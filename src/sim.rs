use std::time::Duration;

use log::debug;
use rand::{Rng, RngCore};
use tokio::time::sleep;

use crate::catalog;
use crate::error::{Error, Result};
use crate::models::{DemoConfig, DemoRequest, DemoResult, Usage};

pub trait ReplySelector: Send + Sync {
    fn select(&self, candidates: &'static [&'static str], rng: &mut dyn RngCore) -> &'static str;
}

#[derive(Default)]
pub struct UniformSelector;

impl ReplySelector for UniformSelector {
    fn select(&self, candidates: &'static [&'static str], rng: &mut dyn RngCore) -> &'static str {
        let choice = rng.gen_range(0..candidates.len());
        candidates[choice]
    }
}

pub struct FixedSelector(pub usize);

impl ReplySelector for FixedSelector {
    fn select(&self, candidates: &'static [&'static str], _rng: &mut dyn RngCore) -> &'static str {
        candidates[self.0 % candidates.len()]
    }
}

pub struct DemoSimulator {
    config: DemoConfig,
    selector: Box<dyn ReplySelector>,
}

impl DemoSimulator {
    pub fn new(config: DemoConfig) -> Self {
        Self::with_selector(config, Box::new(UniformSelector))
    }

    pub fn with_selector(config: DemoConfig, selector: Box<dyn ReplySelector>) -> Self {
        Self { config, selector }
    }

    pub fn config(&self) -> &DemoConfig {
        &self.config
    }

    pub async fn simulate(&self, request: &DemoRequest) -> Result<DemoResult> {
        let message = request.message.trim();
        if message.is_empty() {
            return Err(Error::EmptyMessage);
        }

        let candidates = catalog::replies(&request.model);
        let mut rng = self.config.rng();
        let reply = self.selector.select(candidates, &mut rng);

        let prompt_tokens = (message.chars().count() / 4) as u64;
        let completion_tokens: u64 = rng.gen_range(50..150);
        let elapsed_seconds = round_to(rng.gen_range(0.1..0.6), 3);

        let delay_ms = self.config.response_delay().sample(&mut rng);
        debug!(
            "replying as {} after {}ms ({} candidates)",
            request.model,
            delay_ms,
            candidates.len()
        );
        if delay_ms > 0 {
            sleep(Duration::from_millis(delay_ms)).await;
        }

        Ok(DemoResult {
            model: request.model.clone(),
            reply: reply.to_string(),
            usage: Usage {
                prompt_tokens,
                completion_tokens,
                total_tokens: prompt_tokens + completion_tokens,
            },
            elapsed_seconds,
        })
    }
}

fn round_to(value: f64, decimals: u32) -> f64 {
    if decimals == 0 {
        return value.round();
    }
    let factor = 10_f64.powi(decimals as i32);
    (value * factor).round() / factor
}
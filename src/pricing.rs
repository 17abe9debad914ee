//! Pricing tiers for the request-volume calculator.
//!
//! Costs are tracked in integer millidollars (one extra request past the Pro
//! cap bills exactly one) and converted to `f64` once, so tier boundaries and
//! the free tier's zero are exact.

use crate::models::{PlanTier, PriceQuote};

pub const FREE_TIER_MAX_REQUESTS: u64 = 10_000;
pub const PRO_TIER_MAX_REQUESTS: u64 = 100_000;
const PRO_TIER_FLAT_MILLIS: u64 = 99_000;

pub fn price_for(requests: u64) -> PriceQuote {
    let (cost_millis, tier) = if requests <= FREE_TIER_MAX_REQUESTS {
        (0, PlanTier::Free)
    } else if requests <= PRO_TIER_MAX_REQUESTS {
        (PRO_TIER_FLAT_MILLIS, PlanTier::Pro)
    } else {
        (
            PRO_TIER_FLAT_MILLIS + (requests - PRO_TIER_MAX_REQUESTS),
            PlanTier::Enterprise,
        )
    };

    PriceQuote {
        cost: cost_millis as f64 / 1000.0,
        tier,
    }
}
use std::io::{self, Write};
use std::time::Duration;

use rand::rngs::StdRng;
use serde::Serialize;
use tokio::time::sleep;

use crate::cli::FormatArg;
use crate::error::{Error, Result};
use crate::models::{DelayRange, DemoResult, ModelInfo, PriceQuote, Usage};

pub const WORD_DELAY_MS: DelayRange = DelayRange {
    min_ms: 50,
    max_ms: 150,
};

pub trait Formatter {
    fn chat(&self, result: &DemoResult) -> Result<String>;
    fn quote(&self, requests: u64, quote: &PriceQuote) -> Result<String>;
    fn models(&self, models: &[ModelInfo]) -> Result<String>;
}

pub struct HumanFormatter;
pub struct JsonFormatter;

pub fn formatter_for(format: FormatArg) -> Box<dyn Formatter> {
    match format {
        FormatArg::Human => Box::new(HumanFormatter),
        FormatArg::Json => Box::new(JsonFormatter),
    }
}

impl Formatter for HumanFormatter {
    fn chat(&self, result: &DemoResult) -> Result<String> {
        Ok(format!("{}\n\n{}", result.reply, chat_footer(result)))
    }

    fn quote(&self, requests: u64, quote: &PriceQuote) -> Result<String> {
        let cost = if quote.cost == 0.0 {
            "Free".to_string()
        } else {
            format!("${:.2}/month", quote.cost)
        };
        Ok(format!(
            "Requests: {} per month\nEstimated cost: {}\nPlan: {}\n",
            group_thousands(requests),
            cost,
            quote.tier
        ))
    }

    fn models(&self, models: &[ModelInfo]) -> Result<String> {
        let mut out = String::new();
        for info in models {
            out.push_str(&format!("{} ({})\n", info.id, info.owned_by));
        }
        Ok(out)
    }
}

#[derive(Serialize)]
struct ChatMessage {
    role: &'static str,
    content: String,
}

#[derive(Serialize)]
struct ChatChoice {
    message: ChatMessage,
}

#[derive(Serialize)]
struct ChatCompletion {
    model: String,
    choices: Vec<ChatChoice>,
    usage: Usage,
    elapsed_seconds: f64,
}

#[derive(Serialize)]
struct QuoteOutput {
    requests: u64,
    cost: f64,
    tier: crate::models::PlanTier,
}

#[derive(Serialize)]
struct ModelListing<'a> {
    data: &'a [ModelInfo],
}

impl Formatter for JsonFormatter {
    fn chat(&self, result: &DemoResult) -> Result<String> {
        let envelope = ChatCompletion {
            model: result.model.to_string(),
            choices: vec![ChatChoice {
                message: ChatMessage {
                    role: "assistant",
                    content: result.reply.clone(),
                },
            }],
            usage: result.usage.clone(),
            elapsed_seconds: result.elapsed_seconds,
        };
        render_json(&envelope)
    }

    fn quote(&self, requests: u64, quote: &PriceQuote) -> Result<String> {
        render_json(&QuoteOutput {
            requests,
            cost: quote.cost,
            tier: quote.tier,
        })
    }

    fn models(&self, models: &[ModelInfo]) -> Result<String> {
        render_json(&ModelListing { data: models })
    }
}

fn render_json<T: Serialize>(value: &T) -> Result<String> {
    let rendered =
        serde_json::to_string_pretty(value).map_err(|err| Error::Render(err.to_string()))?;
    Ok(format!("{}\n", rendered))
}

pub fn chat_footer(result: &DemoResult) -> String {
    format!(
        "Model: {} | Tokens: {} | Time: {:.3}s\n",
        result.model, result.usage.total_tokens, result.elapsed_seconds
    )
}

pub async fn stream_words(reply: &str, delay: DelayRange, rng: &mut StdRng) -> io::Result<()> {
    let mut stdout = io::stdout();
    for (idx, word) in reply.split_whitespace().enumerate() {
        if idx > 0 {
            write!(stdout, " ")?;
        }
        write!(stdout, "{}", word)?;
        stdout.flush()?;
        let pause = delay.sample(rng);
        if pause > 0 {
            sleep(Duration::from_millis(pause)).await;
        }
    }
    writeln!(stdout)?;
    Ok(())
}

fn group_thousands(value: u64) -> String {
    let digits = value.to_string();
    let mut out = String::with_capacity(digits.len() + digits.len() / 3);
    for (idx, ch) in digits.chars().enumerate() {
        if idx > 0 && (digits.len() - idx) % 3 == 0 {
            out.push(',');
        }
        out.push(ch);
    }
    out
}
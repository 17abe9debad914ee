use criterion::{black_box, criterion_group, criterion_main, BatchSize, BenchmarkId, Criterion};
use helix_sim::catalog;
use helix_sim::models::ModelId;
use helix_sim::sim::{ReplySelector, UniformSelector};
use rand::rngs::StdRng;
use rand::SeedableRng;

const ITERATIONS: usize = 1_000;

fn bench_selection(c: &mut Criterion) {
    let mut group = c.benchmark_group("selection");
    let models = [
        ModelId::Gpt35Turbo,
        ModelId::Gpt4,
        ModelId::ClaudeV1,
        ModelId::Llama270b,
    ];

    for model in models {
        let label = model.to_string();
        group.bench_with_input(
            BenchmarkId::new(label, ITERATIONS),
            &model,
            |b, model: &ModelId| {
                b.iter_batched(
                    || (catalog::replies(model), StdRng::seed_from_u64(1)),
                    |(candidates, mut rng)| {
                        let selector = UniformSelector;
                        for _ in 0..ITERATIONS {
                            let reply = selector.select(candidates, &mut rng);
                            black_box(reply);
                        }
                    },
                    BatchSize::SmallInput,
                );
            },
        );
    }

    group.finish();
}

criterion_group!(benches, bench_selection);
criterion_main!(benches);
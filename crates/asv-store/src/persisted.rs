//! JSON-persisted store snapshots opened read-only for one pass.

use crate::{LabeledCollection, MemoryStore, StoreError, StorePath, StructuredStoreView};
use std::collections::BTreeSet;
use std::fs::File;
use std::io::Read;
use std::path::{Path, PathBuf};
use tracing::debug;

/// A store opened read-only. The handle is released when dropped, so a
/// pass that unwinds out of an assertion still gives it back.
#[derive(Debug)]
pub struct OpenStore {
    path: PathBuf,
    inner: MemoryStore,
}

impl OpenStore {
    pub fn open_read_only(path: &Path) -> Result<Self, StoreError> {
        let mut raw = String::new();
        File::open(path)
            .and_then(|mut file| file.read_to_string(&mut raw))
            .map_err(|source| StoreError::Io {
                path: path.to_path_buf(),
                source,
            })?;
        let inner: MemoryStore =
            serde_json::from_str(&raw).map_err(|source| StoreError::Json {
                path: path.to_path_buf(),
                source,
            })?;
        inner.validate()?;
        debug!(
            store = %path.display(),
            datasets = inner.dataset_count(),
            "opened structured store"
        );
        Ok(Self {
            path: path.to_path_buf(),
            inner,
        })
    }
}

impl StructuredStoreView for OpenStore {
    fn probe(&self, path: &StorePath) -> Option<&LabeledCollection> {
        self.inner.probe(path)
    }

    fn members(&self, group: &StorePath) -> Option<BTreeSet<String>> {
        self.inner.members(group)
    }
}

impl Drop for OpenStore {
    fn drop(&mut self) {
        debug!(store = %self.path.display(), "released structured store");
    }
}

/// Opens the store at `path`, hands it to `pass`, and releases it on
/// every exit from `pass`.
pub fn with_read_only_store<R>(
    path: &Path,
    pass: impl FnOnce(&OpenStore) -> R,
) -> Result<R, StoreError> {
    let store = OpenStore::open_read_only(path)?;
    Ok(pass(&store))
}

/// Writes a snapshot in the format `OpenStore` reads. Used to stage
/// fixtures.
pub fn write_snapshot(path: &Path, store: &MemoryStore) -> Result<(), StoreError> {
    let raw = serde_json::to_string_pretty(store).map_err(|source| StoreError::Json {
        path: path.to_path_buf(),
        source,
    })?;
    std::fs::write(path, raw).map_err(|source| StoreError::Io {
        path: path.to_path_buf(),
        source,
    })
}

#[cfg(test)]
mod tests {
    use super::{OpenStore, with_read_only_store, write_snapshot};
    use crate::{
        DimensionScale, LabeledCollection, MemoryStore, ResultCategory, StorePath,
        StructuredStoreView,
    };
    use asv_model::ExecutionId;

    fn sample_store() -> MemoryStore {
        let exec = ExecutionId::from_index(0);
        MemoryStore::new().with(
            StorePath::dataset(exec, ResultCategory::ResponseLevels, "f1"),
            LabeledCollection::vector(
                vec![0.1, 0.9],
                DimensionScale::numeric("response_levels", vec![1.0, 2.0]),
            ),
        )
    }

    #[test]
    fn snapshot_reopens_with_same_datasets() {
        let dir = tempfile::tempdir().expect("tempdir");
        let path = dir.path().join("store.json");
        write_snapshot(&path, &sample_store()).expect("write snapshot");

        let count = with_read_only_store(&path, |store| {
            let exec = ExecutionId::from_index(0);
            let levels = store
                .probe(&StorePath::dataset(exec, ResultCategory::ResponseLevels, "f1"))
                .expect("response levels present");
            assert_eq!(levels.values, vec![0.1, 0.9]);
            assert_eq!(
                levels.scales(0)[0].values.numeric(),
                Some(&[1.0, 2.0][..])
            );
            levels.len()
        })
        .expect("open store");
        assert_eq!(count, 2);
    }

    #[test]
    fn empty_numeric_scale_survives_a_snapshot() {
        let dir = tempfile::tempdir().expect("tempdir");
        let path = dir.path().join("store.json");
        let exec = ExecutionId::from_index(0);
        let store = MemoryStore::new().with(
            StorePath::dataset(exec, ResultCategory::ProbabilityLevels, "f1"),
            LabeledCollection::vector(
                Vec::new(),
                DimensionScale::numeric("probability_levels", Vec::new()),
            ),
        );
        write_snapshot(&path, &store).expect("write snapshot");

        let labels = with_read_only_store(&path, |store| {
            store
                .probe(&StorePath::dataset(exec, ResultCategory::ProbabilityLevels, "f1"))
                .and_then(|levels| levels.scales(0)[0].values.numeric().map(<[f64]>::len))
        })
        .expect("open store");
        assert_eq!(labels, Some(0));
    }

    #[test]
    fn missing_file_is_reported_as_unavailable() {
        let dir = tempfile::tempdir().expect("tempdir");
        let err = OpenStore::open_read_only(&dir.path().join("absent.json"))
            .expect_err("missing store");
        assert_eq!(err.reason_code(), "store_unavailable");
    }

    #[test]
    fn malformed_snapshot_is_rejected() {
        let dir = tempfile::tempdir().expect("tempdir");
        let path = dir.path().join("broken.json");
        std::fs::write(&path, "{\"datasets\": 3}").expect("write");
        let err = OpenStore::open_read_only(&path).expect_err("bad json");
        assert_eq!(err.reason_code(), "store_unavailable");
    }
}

------------------------------

- [AIM OF THE EXERCISE]:
Between the first line of the entries above and the line with "pub struct UniformSelector;", both included, copy every line exactly and nothing outside that range.

- [ANSWER FOR THE TASK]:
filename src/sim.rs
use std::time::Duration;

use log::debug;
use rand::{Rng, RngCore};
use tokio::time::sleep;

use crate::catalog;
use crate::error::{Error, Result};
use crate::models::{DemoConfig, DemoRequest, DemoResult, Usage};

pub trait ReplySelector: Send + Sync {
    fn select(&self, candidates: &'static [&'static str], rng: &mut dyn RngCore) -> &'static str;
}

#[derive(Default)]
pub struct UniformSelector;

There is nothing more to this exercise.